Two small units called PLCs, one of which is connected to our inverter, and one of which is connected to our Internet router, are constantly delivering information about how our system is functioning. We can access this information through SolarEdge’s website, and it is also provided to our local solar company so they can track how our system is performing.
The data available is pretty comprehensive, and I have found that monitoring our energy production is somewhat addictive.
While at work, I find myself regularly checking the SolarEdge app on my phone to see how much energy our system is producing.
And even when I’m home, I find myself logging onto the Solar Edge website to track how everything is working.
I’m also more focused than ever on monitoring the weather.
I have been obsessively tracking the 10-day weather forecast, while desperately hoping for clear, sunny days, not because our family has a vacation planned at the beach, but because we’re in peak solar energy production season!

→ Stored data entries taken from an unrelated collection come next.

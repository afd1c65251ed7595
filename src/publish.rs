//! Image build and publish sequence
//!
//! Side effects run strictly in order and stop at the first failure:
//! build, push the version tag, re-tag under the floating alias, push the
//! alias. A partially pushed image is not rolled back.

use crate::actions::{self, StepOutputs};
use crate::container::{BuildSpec, ContainerCommand, ContainerEngine};
use crate::domain::{BranchContext, ImageRef};
use crate::error::Result;
use crate::registry::{self, RegistryCredential};
use crate::resolver::VersionResolution;
use crate::ui;
use std::path::{Path, PathBuf};
use tracing::info;

/// Inputs for one publish run
#[derive(Debug, Clone)]
pub struct PublishRequest<'a> {
    pub image_name: &'a str,
    pub branch: &'a BranchContext,
    pub resolution: &'a VersionResolution,
    pub context: &'a Path,
    pub dockerfile: Option<&'a Path>,
    pub credentials: &'a [RegistryCredential],
    pub enable_cache: bool,
    pub only_output_tags: bool,
    /// Parent directory for the per-run registry auth directory
    pub scratch_dir: &'a Path,
}

impl PublishRequest<'_> {
    pub fn version_image(&self) -> ImageRef {
        ImageRef::new(
            self.image_name,
            self.branch.image_tag(self.resolution.next_version),
        )
    }

    pub fn alias_image(&self) -> ImageRef {
        ImageRef::new(self.image_name, self.branch.floating_alias())
    }

    /// Image of the previous resolved version, used as layer cache
    pub fn cache_image(&self) -> Option<ImageRef> {
        self.enable_cache.then(|| {
            ImageRef::new(
                self.image_name,
                self.branch.image_tag(self.resolution.current_version),
            )
        })
    }

    pub fn outputs(&self) -> StepOutputs {
        StepOutputs {
            tag: self.branch.image_tag(self.resolution.next_version),
            latest_tag: self.branch.floating_alias(),
            git_tag: self.resolution.git_tag.clone(),
            version: self.resolution.next_version,
        }
    }
}

/// What a publish run pushed
#[derive(Debug, Clone, PartialEq, Eq)]
pub struct PublishedImage {
    pub version_image: ImageRef,
    pub alias_image: ImageRef,
    /// Auth directory the engine was pointed at
    pub docker_config: PathBuf,
}

#[derive(Debug, Clone, PartialEq, Eq)]
pub struct PublishOutcome {
    pub outputs: StepOutputs,
    /// `None` in tags-only mode
    pub image: Option<PublishedImage>,
}

/// Drives the container engine through the publish sequence
pub struct PublishOrchestrator<'a, E: ContainerEngine> {
    engine: &'a E,
}

impl<'a, E: ContainerEngine> PublishOrchestrator<'a, E> {
    pub fn new(engine: &'a E) -> Self {
        PublishOrchestrator { engine }
    }

    /// The ordered container commands for `request`
    pub fn plan(request: &PublishRequest<'_>) -> Vec<ContainerCommand> {
        let version_image = request.version_image();
        let alias_image = request.alias_image();

        let build = BuildSpec::new(version_image.clone(), request.context)
            .with_dockerfile(request.dockerfile.map(Path::to_path_buf))
            .with_cache_from(request.cache_image());

        vec![
            ContainerCommand::Build(build),
            ContainerCommand::Push(version_image.clone()),
            ContainerCommand::Tag {
                source: version_image,
                target: alias_image.clone(),
            },
            ContainerCommand::Push(alias_image),
        ]
    }

    pub fn publish(&self, request: &PublishRequest<'_>) -> Result<PublishOutcome> {
        let outputs = request.outputs();
        if request.only_output_tags {
            info!("tags-only mode, skipping image build");
            return Ok(PublishOutcome {
                outputs,
                image: None,
            });
        }

        let docker_config = registry::write_auth_config(request.scratch_dir, request.credentials)?;

        let version_image = request.version_image();
        ui::display_status(&format!(
            "Will now build Dockerfile at {} as {}",
            request.context.display(),
            version_image
        ));

        for command in Self::plan(request) {
            actions::start_group(&command.to_string());
            let result = self.engine.execute(&command, Some(&docker_config));
            actions::end_group();
            result?;

            if let ContainerCommand::Push(image) = &command {
                ui::display_success(&format!("Pushed {}", image));
            }
        }

        Ok(PublishOutcome {
            outputs,
            image: Some(PublishedImage {
                version_image,
                alias_image: request.alias_image(),
                docker_config,
            }),
        })
    }
}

Now’s the time to build up production credits to pay for our electric bill during the cold, dark winter!
I can see where this could become unhealthy very quickly, but right now I am attributing my obsession to shiny new toy syndrome. My assumption is that after a couple of weeks, my relationship with the performance of our new solar energy system will become much healthier.
As you can see from the above chart, even during peak solar energy season around the Summer Solstice, daily production has been quite volatile. We’ve had three beautiful days, where close to 16 hours of sunshine produced around 50 kilowatt-hours (kWh) of energy – but also a couple of cloudy and rainy days where production was less than 20 kWh.
Over the course of weeks and months and years, everything should balance out, and production will likely be right around what we anticipated when we decided to purchase our system.
As I mentioned in my previous posts on going solar, our expectation is that we’ll have dramatically lower electric bills in the coming years, and that we’ve also increased the value of our home by close to the amount we’ll end up paying for our system.
Overall, I view home solar energy as a potentially good financial decision. The possible environmental benefits are also nice, but did not drive our decision-making. On the left I included some data provided by SolarEdge, showing their calculations of the small contribution our home solar energy system has made thus far.
Before you think I’m getting too soft, I’d like to note that we’ll need to track the actual impact on our finances over an extended period of time before I am willing to go on record stating that going solar qualifies as a Smart Financial Decision. In a future post, I plan on outlining some of the hidden costs of going solar we identified as we went through the process.
In the meantime, we’ll be enjoying one fewer major monthly expenditure in our quest for financial independence and early retirement!
For those of you who have gone solar, has your system performance been in line with your expectations?